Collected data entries
☆ ☆ ☆ ☆ ☆ ☆ ☆

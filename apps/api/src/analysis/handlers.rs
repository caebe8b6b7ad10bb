use axum::{
    extract::{Path, Query, State},
    http::StatusCode,
    Json,
};
use chrono::Utc;
use serde::{Deserialize, Serialize};
use tracing::info;
use uuid::Uuid;

use crate::analysis::models::{AnalysisRequest, AnalysisResult};
use crate::analysis::optimizer::optimize;
use crate::analysis::pipeline::analyze;
use crate::analysis::stats::{fold_optimization, fold_score, update_user_stats};
use crate::analysis::taxonomy::{keywords_for, Industry};
use crate::errors::AppError;
use crate::models::resume::{NewResumeRecord, ResumeRecord, ResumeRevision};
use crate::models::user_stats::UserStats;
use crate::state::AppState;

const DEFAULT_FILENAME: &str = "resume.txt";

#[derive(Deserialize)]
#[serde(rename_all = "camelCase")]
pub struct UserIdQuery {
    pub user_id: Uuid,
}

/// Identifies the caller on record-level routes. Absent means anonymous.
#[derive(Deserialize)]
#[serde(rename_all = "camelCase")]
pub struct RequesterQuery {
    pub user_id: Option<Uuid>,
}

#[derive(Serialize)]
pub struct IndustryEntry {
    pub id: Industry,
    pub keywords: &'static [&'static str],
}

#[derive(Deserialize)]
#[serde(rename_all = "camelCase")]
pub struct AnalyzeRequest {
    pub user_id: Option<Uuid>,
    pub filename: Option<String>,
    pub resume_text: String,
    pub industry: Option<String>,
}

#[derive(Serialize)]
#[serde(rename_all = "camelCase")]
pub struct AnalyzeResponse {
    pub resume_id: Uuid,
    #[serde(flatten)]
    pub result: AnalysisResult,
    #[serde(skip_serializing_if = "Option::is_none")]
    pub user_stats: Option<UserStats>,
}

#[derive(Deserialize, Default)]
#[serde(rename_all = "camelCase", default)]
pub struct OptimizeRequest {
    pub user_id: Option<Uuid>,
}

#[derive(Deserialize)]
#[serde(rename_all = "camelCase")]
pub struct UpdateResumeRequest {
    pub user_id: Option<Uuid>,
    pub resume_text: String,
    /// Keeps the record's current industry when absent.
    pub industry: Option<String>,
}

#[derive(Serialize)]
#[serde(rename_all = "camelCase")]
pub struct OptimizeResponse {
    pub optimized_content: String,
    pub resume: ResumeRecord,
    #[serde(skip_serializing_if = "Option::is_none")]
    pub user_stats: Option<UserStats>,
}

/// Owned records are only reachable by their owner; ownerless ones are open.
fn ensure_owner(record: &ResumeRecord, requester: Option<Uuid>) -> Result<(), AppError> {
    match record.user_id {
        Some(owner) if requester != Some(owner) => Err(AppError::Forbidden),
        _ => Ok(()),
    }
}

async fn load_resume(state: &AppState, id: Uuid) -> Result<ResumeRecord, AppError> {
    state
        .store
        .get_resume_record(id)
        .await?
        .ok_or_else(|| AppError::NotFound(format!("Resume {id} not found")))
}

/// GET /api/v1/industries
pub async fn handle_list_industries() -> Json<Vec<IndustryEntry>> {
    Json(
        Industry::ALL
            .into_iter()
            .map(|id| IndustryEntry {
                id,
                keywords: keywords_for(id),
            })
            .collect(),
    )
}

/// POST /api/v1/resumes/analyze
///
/// The record is persisted before the stats fold, so a fold that exhausts its
/// retry budget still leaves the analysis retrievable.
pub async fn handle_analyze(
    State(state): State<AppState>,
    Json(req): Json<AnalyzeRequest>,
) -> Result<Json<AnalyzeResponse>, AppError> {
    let industry = Industry::resolve(req.industry.as_deref());
    let request = AnalysisRequest {
        resume_text: req.resume_text,
        industry,
    };
    let result = analyze(state.model.as_ref(), &state.settings, &request).await?;

    let record = state
        .store
        .create_resume_record(NewResumeRecord {
            user_id: req.user_id,
            filename: req
                .filename
                .filter(|name| !name.trim().is_empty())
                .unwrap_or_else(|| DEFAULT_FILENAME.to_string()),
            original_content: request.resume_text,
            industry,
            result: result.clone(),
        })
        .await?;
    info!("Stored resume analysis {} (score={})", record.id, record.ats_score);

    let user_stats = match req.user_id {
        Some(user_id) => {
            let score = result.score;
            Some(
                update_user_stats(
                    state.store.as_ref(),
                    user_id,
                    state.stats_retry_budget,
                    move |s| fold_score(s, score, Utc::now()),
                )
                .await?,
            )
        }
        None => None,
    };

    Ok(Json(AnalyzeResponse {
        resume_id: record.id,
        result,
        user_stats,
    }))
}

/// GET /api/v1/resumes?userId=
pub async fn handle_list_resumes(
    State(state): State<AppState>,
    Query(params): Query<UserIdQuery>,
) -> Result<Json<Vec<ResumeRecord>>, AppError> {
    let records = state.store.list_resume_records(params.user_id).await?;
    Ok(Json(records))
}

/// GET /api/v1/resumes/:id?userId=
pub async fn handle_get_resume(
    State(state): State<AppState>,
    Path(id): Path<Uuid>,
    Query(params): Query<RequesterQuery>,
) -> Result<Json<ResumeRecord>, AppError> {
    let record = load_resume(&state, id).await?;
    ensure_owner(&record, params.user_id)?;
    Ok(Json(record))
}

/// PATCH /api/v1/resumes/:id
///
/// Re-analyzes updated content and replaces the stored analysis. Stats are
/// left alone: the resume was already counted when it was first analyzed.
pub async fn handle_update_resume(
    State(state): State<AppState>,
    Path(id): Path<Uuid>,
    Json(req): Json<UpdateResumeRequest>,
) -> Result<Json<ResumeRecord>, AppError> {
    let record = load_resume(&state, id).await?;
    ensure_owner(&record, req.user_id)?;

    let industry =
        Industry::resolve(req.industry.as_deref().or(Some(record.industry.as_str())));
    let request = AnalysisRequest {
        resume_text: req.resume_text,
        industry,
    };
    let result = analyze(state.model.as_ref(), &state.settings, &request).await?;

    let updated = state
        .store
        .update_resume_analysis(
            id,
            ResumeRevision {
                original_content: request.resume_text,
                industry,
                result,
            },
        )
        .await?
        .ok_or_else(|| AppError::NotFound(format!("Resume {id} not found")))?;
    info!("Re-analyzed resume {} (score={})", id, updated.ats_score);

    Ok(Json(updated))
}

/// DELETE /api/v1/resumes/:id?userId=
pub async fn handle_delete_resume(
    State(state): State<AppState>,
    Path(id): Path<Uuid>,
    Query(params): Query<RequesterQuery>,
) -> Result<StatusCode, AppError> {
    let record = load_resume(&state, id).await?;
    ensure_owner(&record, params.user_id)?;

    if !state.store.delete_resume_record(id).await? {
        return Err(AppError::NotFound(format!("Resume {id} not found")));
    }
    info!("Deleted resume {id}");
    Ok(StatusCode::NO_CONTENT)
}

/// POST /api/v1/resumes/:id/optimize
pub async fn handle_optimize(
    State(state): State<AppState>,
    Path(id): Path<Uuid>,
    Json(req): Json<OptimizeRequest>,
) -> Result<Json<OptimizeResponse>, AppError> {
    let record = load_resume(&state, id).await?;
    ensure_owner(&record, req.user_id)?;

    let industry = Industry::resolve(Some(&record.industry));
    let optimized = optimize(
        state.model.as_ref(),
        &state.settings,
        &record.original_content,
        &record.suggestions,
        industry,
    )
    .await?;

    let resume = state
        .store
        .set_optimized_content(id, &optimized)
        .await?
        .ok_or_else(|| AppError::NotFound(format!("Resume {id} not found")))?;

    let user_stats = match req.user_id {
        Some(user_id) => Some(
            update_user_stats(
                state.store.as_ref(),
                user_id,
                state.stats_retry_budget,
                |s| fold_optimization(s, Utc::now()),
            )
            .await?,
        ),
        None => None,
    };

    Ok(Json(OptimizeResponse {
        optimized_content: optimized,
        resume,
        user_stats,
    }))
}

/// GET /api/v1/stats?userId=
pub async fn handle_get_stats(
    State(state): State<AppState>,
    Query(params): Query<UserIdQuery>,
) -> Result<Json<UserStats>, AppError> {
    let stats = state
        .store
        .get_user_stats(params.user_id)
        .await?
        .unwrap_or_else(|| UserStats::empty(params.user_id, Utc::now()));
    Ok(Json(stats))
}
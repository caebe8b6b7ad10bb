pub mod resume;
pub mod user_stats;
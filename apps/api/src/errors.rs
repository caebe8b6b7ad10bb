use axum::{
    http::StatusCode,
    response::{IntoResponse, Response},
    Json,
};
use serde_json::json;
use thiserror::Error;

use crate::llm_client::LlmError;

/// Application-level error type.
/// Implements `IntoResponse` so Axum handlers can return `Result<T, AppError>`.
#[derive(Debug, Error)]
pub enum AppError {
    #[error("Not found: {0}")]
    NotFound(String),

    #[error("Validation error: {0}")]
    Validation(String),

    #[error("Forbidden")]
    Forbidden,

    #[error("Database error: {0}")]
    Database(#[from] sqlx::Error),

    #[error("LLM error: {0}")]
    Llm(#[from] LlmError),

    #[error("Stats update conflict: {0}")]
    StatsConflict(String),

    #[error("Internal server error: {0}")]
    Internal(#[from] anyhow::Error),
}

impl IntoResponse for AppError {
    fn into_response(self) -> Response {
        let (status, code, message) = match &self {
            AppError::NotFound(msg) => (StatusCode::NOT_FOUND, "NOT_FOUND", msg.clone()),
            AppError::Validation(msg) => (StatusCode::BAD_REQUEST, "VALIDATION_ERROR", msg.clone()),
            AppError::Forbidden => (
                StatusCode::FORBIDDEN,
                "FORBIDDEN",
                "Access denied".to_string(),
            ),
            AppError::Database(e) => {
                tracing::error!("Database error: {e}");
                (
                    StatusCode::INTERNAL_SERVER_ERROR,
                    "DATABASE_ERROR",
                    "A database error occurred".to_string(),
                )
            }
            AppError::Llm(e) if e.is_timeout() => {
                tracing::error!("LLM error: {e}");
                (
                    StatusCode::GATEWAY_TIMEOUT,
                    "LLM_TIMEOUT",
                    "The AI service did not respond in time".to_string(),
                )
            }
            AppError::Llm(e) => {
                tracing::error!("LLM error: {e}");
                (
                    StatusCode::BAD_GATEWAY,
                    "LLM_ERROR",
                    "An AI processing error occurred".to_string(),
                )
            }
            AppError::StatsConflict(msg) => {
                tracing::error!("Stats update conflict: {msg}");
                (
                    StatusCode::CONFLICT,
                    "STATS_CONFLICT",
                    "User statistics are being updated concurrently, please retry".to_string(),
                )
            }
            AppError::Internal(e) => {
                tracing::error!("Internal error: {e:?}");
                (
                    StatusCode::INTERNAL_SERVER_ERROR,
                    "INTERNAL_ERROR",
                    "An internal server error occurred".to_string(),
                )
            }
        };

        let body = Json(json!({
            "error": {
                "code": code,
                "message": message
            }
        }));

        (status, body).into_response()
    }
}
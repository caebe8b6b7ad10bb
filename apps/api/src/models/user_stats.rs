use chrono::{DateTime, Utc};
use serde::{Deserialize, Serialize};
use sqlx::FromRow;
use uuid::Uuid;

/// Per-user rollup of analysis activity.
///
/// `version` is the optimistic-concurrency token: every committed write bumps
/// it by one, and 0 means the row has never been written.
#[derive(Debug, Clone, PartialEq, Eq, Serialize, Deserialize, FromRow)]
#[serde(rename_all = "camelCase")]
pub struct UserStats {
    pub user_id: Uuid,
    pub resumes_analyzed: i32,
    pub avg_score: i32,
    pub total_optimizations: i32,
    pub last_activity_at: DateTime<Utc>,
    pub version: i64,
}

impl UserStats {
    /// Zeroed snapshot for a user with no stats row yet.
    pub fn empty(user_id: Uuid, now: DateTime<Utc>) -> Self {
        Self {
            user_id,
            resumes_analyzed: 0,
            avg_score: 0,
            total_optimizations: 0,
            last_activity_at: now,
            version: 0,
        }
    }
}
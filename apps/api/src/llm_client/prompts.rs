// Shared prompt fragments.
// Each service that needs LLM calls defines its own prompts.rs alongside it.
// This file contains cross-cutting prompt fragments.

/// System prompt fragment that enforces JSON-only output.
pub const JSON_ONLY_SYSTEM: &str = "You MUST respond with valid JSON only. \
    Do NOT include any text outside the JSON object. \
    Do NOT use markdown code fences. \
    Do NOT include explanations or apologies.";

/// System prompt fragment that enforces plain-text output.
pub const PLAIN_TEXT_SYSTEM: &str = "Respond with plain text only. \
    Do NOT use markdown code fences. \
    Do NOT add commentary before or after the requested content.";
fn read_scaled(map: &Map<String, Value>, key: &str, max: u8) -> Option<u8> {
    map.get(key)
        .and_then(as_finite_number)
        .map(|n| clamp_to(n, max))
}

fn read_analysis(value: &Value) -> ResumeAnalysis {
    let map = match value {
        Value::Object(map) => map,
        Value::String(summary) => {
            return ResumeAnalysis {
                summary: Some(summary.trim().to_string()).filter(|s| !s.is_empty()),
                ..ResumeAnalysis::default()
            }
        }
        _ => return ResumeAnalysis::default(),
    };

    ResumeAnalysis {
        summary: read_str(map, "summary"),
        strengths: read_strings(map, "strengths"),
        improvements: read_strings(map, "improvements"),
        keyword_match: read_scaled(map, "keywordMatch", SCORE_MAX),
        formatting: read_scaled(map, "formatting", SCORE_MAX),
        content: read_scaled(map, "content", SCORE_MAX),
        readability: read_scaled(map, "readability", SCORE_MAX),
        ats_compatibility: read_scaled(map, "atsCompatibility", SCORE_MAX),
        industry_alignment: read_scaled(map, "industryAlignment", SCORE_MAX),
        section_analysis: read_array(map, "sectionAnalysis")
            .filter_map(read_section)
            .collect(),
    }
}

fn read_section(value: &Value) -> Option<SectionAnalysis> {
    let map = value.as_object()?;
    Some(SectionAnalysis {
        section: read_str(map, "section")?,
        score: read_scaled(map, "score", SCORE_MAX),
        feedback: read_str(map, "feedback").unwrap_or_default(),
        suggestions: read_strings(map, "suggestions"),
        missing_elements: read_strings(map, "missingElements"),
    })
}

fn read_suggestion(index: usize, value: &Value) -> Option<Suggestion> {
    let fallback_id = u32::try_from(index + 1).unwrap_or(u32::MAX);

    let map = match value {
        Value::Object(map) => map,
        Value::String(text) => {
            let text = text.trim();
            if text.is_empty() {
                return None;
            }
            return Some(Suggestion {
                id: fallback_id,
                kind: SuggestionType::default(),
                title: text.to_string(),
                description: text.to_string(),
                keywords: vec![],
                priority: Level::default(),
                impact: Level::default(),
                effort: Effort::default(),
                before_example: None,
                after_example: None,
            });
        }
        _ => return None,
    };

    let title = read_str(map, "title").or_else(|| read_str(map, "description"))?;
    let description = read_str(map, "description").unwrap_or_else(|| title.clone());
    let id = map
        .get("id")
        .and_then(Value::as_u64)
        .and_then(|id| u32::try_from(id).ok())
        .unwrap_or(fallback_id);

    Some(Suggestion {
        id,
        kind: read_str(map, "type")
            .and_then(|t| SuggestionType::parse(&t))
            .unwrap_or_default(),
        title,
        description,
        keywords: read_strings(map, "keywords"),
        priority: read_str(map, "priority")
            .and_then(|p| Level::parse(&p))
            .unwrap_or_default(),
        impact: read_str(map, "impact")
            .and_then(|p| Level::parse(&p))
            .unwrap_or_default(),
        effort: read_str(map, "effort")
            .and_then(|e| Effort::parse(&e))
            .unwrap_or_default(),
        before_example: read_str(map, "beforeExample"),
        after_example: read_str(map, "afterExample"),
    })
}
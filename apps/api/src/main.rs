mod analysis;
mod config;
mod db;
mod errors;
mod llm_client;
mod models;
mod routes;
mod state;
mod store;

use anyhow::Result;
use std::net::SocketAddr;
use std::sync::Arc;
use std::time::Duration;
use tower_http::{cors::CorsLayer, trace::TraceLayer};
use tracing::{info, warn};
use tracing_subscriber::{layer::SubscriberExt, util::SubscriberInitExt, EnvFilter};

use crate::config::Config;
use crate::db::create_pool;
use crate::llm_client::LlmClient;
use crate::routes::build_router;
use crate::state::AppState;
use crate::store::{AnalysisStore, MemoryStore, PgStore};

#[tokio::main]
async fn main() -> Result<()> {
    // Load configuration first (fails on missing required env vars)
    let config = Config::from_env()?;

    // Initialize structured logging
    tracing_subscriber::registry()
        .with(EnvFilter::try_from_default_env().unwrap_or_else(|_| {
            EnvFilter::new(format!("{}={}", env!("CARGO_CRATE_NAME"), &config.rust_log))
        }))
        .with(tracing_subscriber::fmt::layer())
        .init();

    info!("Starting Resume Analyzer v{}", env!("CARGO_PKG_VERSION"));

    // Initialize storage
    let store: Arc<dyn AnalysisStore> = match &config.database_url {
        Some(url) => Arc::new(PgStore::new(create_pool(url).await?)),
        None => {
            warn!("DATABASE_URL not set; using in-memory store (data is lost on restart)");
            Arc::new(MemoryStore::new())
        }
    };

    // Initialize LLM client
    let llm = LlmClient::new(
        config.openai_api_key.clone(),
        config.llm_api_url.clone(),
        Duration::from_secs(config.llm_timeout_secs),
    )?;
    info!(
        "LLM client initialized (model: {}, timeout: {}s)",
        config.llm_model, config.llm_timeout_secs
    );

    let state = AppState::new(store, Arc::new(llm), &config);

    // Build router
    let app = build_router(state)
        .layer(TraceLayer::new_for_http())
        .layer(CorsLayer::permissive());

    let addr: SocketAddr = format!("0.0.0.0:{}", config.port).parse()?;
    info!("Listening on {addr}");

    let listener = tokio::net::TcpListener::bind(addr).await?;
    axum::serve(listener, app).await?;

    Ok(())
}
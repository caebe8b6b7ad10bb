use std::collections::HashMap;

use async_trait::async_trait;
use chrono::Utc;
use tokio::sync::RwLock;
use uuid::Uuid;

use crate::errors::AppError;
use crate::models::resume::{AnalysisColumns, NewResumeRecord, ResumeRecord, ResumeRevision};
use crate::models::user_stats::UserStats;
use crate::store::{AnalysisStore, WriteOutcome};

/// Process-local store. Used when no database is configured, and in tests.
/// Each stats write is a check-and-set under a single write lock.
#[derive(Default)]
pub struct MemoryStore {
    stats: RwLock<HashMap<Uuid, UserStats>>,
    resumes: RwLock<HashMap<Uuid, ResumeRecord>>,
}

impl MemoryStore {
    pub fn new() -> Self {
        Self::default()
    }
}

#[async_trait]
impl AnalysisStore for MemoryStore {
    async fn get_user_stats(&self, user_id: Uuid) -> Result<Option<UserStats>, AppError> {
        Ok(self.stats.read().await.get(&user_id).cloned())
    }

    async fn write_user_stats(
        &self,
        expected_version: i64,
        next: &UserStats,
    ) -> Result<WriteOutcome, AppError> {
        let mut stats = self.stats.write().await;
        let current_version = stats.get(&next.user_id).map_or(0, |s| s.version);
        if current_version != expected_version {
            return Ok(WriteOutcome::Conflict);
        }

        let mut committed = next.clone();
        committed.version = expected_version + 1;
        stats.insert(next.user_id, committed);
        Ok(WriteOutcome::Committed)
    }

    async fn create_resume_record(
        &self,
        record: NewResumeRecord,
    ) -> Result<ResumeRecord, AppError> {
        let record = record
            .into_record(Utc::now())
            .map_err(|e| AppError::Internal(anyhow::anyhow!("Failed to serialize analysis: {e}")))?;
        self.resumes.write().await.insert(record.id, record.clone());
        Ok(record)
    }

    async fn get_resume_record(&self, id: Uuid) -> Result<Option<ResumeRecord>, AppError> {
        Ok(self.resumes.read().await.get(&id).cloned())
    }

    async fn list_resume_records(&self, user_id: Uuid) -> Result<Vec<ResumeRecord>, AppError> {
        let mut records: Vec<ResumeRecord> = self
            .resumes
            .read()
            .await
            .values()
            .filter(|r| r.user_id == Some(user_id))
            .cloned()
            .collect();
        records.sort_by(|a, b| b.created_at.cmp(&a.created_at));
        Ok(records)
    }

    async fn set_optimized_content(
        &self,
        id: Uuid,
        content: &str,
    ) -> Result<Option<ResumeRecord>, AppError> {
        let mut resumes = self.resumes.write().await;
        Ok(resumes.get_mut(&id).map(|record| {
            record.optimized_content = Some(content.to_string());
            record.updated_at = Utc::now();
            record.clone()
        }))
    }

    async fn update_resume_analysis(
        &self,
        id: Uuid,
        revision: ResumeRevision,
    ) -> Result<Option<ResumeRecord>, AppError> {
        let columns = AnalysisColumns::from_result(&revision.result)
            .map_err(|e| AppError::Internal(anyhow::anyhow!("Failed to serialize analysis: {e}")))?;

        let mut resumes = self.resumes.write().await;
        Ok(resumes.get_mut(&id).map(|record| {
            record.original_content = revision.original_content;
            record.optimized_content = None;
            record.industry = revision.industry.as_str().to_string();
            record.ats_score = columns.ats_score;
            record.validity = columns.validity;
            record.analysis = columns.analysis;
            record.suggestions = columns.suggestions;
            record.skills_gap = columns.skills_gap;
            record.updated_at = Utc::now();
            record.clone()
        }))
    }

    async fn delete_resume_record(&self, id: Uuid) -> Result<bool, AppError> {
        Ok(self.resumes.write().await.remove(&id).is_some())
    }
}

#[cfg(test)]
mod tests {
    use super::*;
    use crate::analysis::taxonomy::Industry;
    use crate::analysis::validator::validate;

    fn new_record(user_id: Option<Uuid>, score: u8) -> NewResumeRecord {
        NewResumeRecord {
            user_id,
            filename: "resume.txt".to_string(),
            original_content: "5 years Python".to_string(),
            industry: Industry::Technology,
            result: validate(&format!(r#"{{"score": {score}}}"#)),
        }
    }

    #[tokio::test]
    async fn test_first_write_requires_version_zero() {
        let store = MemoryStore::new();
        let user = Uuid::new_v4();
        let stats = UserStats::empty(user, Utc::now());

        assert_eq!(
            store.write_user_stats(1, &stats).await.unwrap(),
            WriteOutcome::Conflict
        );
        assert_eq!(
            store.write_user_stats(0, &stats).await.unwrap(),
            WriteOutcome::Committed
        );
        assert_eq!(store.get_user_stats(user).await.unwrap().unwrap().version, 1);
    }

    #[tokio::test]
    async fn test_stale_version_is_rejected() {
        let store = MemoryStore::new();
        let user = Uuid::new_v4();
        let stats = UserStats::empty(user, Utc::now());
        store.write_user_stats(0, &stats).await.unwrap();

        // a second writer still holding the version-0 snapshot loses
        assert_eq!(
            store.write_user_stats(0, &stats).await.unwrap(),
            WriteOutcome::Conflict
        );
    }

    #[tokio::test]
    async fn test_resume_records_round_trip() {
        let store = MemoryStore::new();
        let user = Uuid::new_v4();
        let record = store.create_resume_record(new_record(Some(user), 72)).await.unwrap();

        assert_eq!(record.ats_score, 72);
        assert_eq!(record.validity, "valid");
        assert_eq!(record.industry, "technology");

        let fetched = store.get_resume_record(record.id).await.unwrap().unwrap();
        assert_eq!(fetched.original_content, "5 years Python");
        assert!(store.get_resume_record(Uuid::new_v4()).await.unwrap().is_none());
    }

    #[tokio::test]
    async fn test_list_filters_by_owner() {
        let store = MemoryStore::new();
        let user = Uuid::new_v4();
        store.create_resume_record(new_record(Some(user), 10)).await.unwrap();
        store.create_resume_record(new_record(Some(user), 20)).await.unwrap();
        store.create_resume_record(new_record(None, 30)).await.unwrap();

        let records = store.list_resume_records(user).await.unwrap();
        assert_eq!(records.len(), 2);
        assert!(records.iter().all(|r| r.user_id == Some(user)));
    }

    #[tokio::test]
    async fn test_set_optimized_content() {
        let store = MemoryStore::new();
        let record = store.create_resume_record(new_record(None, 50)).await.unwrap();

        let updated = store
            .set_optimized_content(record.id, "Better resume")
            .await
            .unwrap()
            .unwrap();
        assert_eq!(updated.optimized_content.as_deref(), Some("Better resume"));
        assert!(store
            .set_optimized_content(Uuid::new_v4(), "x")
            .await
            .unwrap()
            .is_none());
    }

    #[tokio::test]
    async fn test_update_resume_analysis_replaces_columns() {
        let store = MemoryStore::new();
        let record = store.create_resume_record(new_record(None, 40)).await.unwrap();
        store.set_optimized_content(record.id, "Old rewrite").await.unwrap();

        let updated = store
            .update_resume_analysis(
                record.id,
                ResumeRevision {
                    original_content: "RN, 5 years ICU".to_string(),
                    industry: Industry::Healthcare,
                    result: validate(r#"{"score": 91}"#),
                },
            )
            .await
            .unwrap()
            .unwrap();
        assert_eq!(updated.ats_score, 91);
        assert_eq!(updated.industry, "healthcare");
        assert_eq!(updated.original_content, "RN, 5 years ICU");
        assert!(updated.optimized_content.is_none());
        assert_eq!(updated.created_at, record.created_at);

        let missing = store
            .update_resume_analysis(
                Uuid::new_v4(),
                ResumeRevision {
                    original_content: "x".to_string(),
                    industry: Industry::Technology,
                    result: validate("{}"),
                },
            )
            .await
            .unwrap();
        assert!(missing.is_none());
    }

    #[tokio::test]
    async fn test_delete_resume_record() {
        let store = MemoryStore::new();
        let record = store.create_resume_record(new_record(None, 50)).await.unwrap();

        assert!(store.delete_resume_record(record.id).await.unwrap());
        assert!(store.get_resume_record(record.id).await.unwrap().is_none());
        assert!(!store.delete_resume_record(record.id).await.unwrap());
    }
}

☆ ☆ ☆ ☆ ☆ ☆ ☆

• BRIEF
Whenever a line above contains "TraceLayer", copy that line.

• TASK RESULT
use tower_http::{cors::CorsLayer, trace::TraceLayer};
        .layer(TraceLayer::new_for_http())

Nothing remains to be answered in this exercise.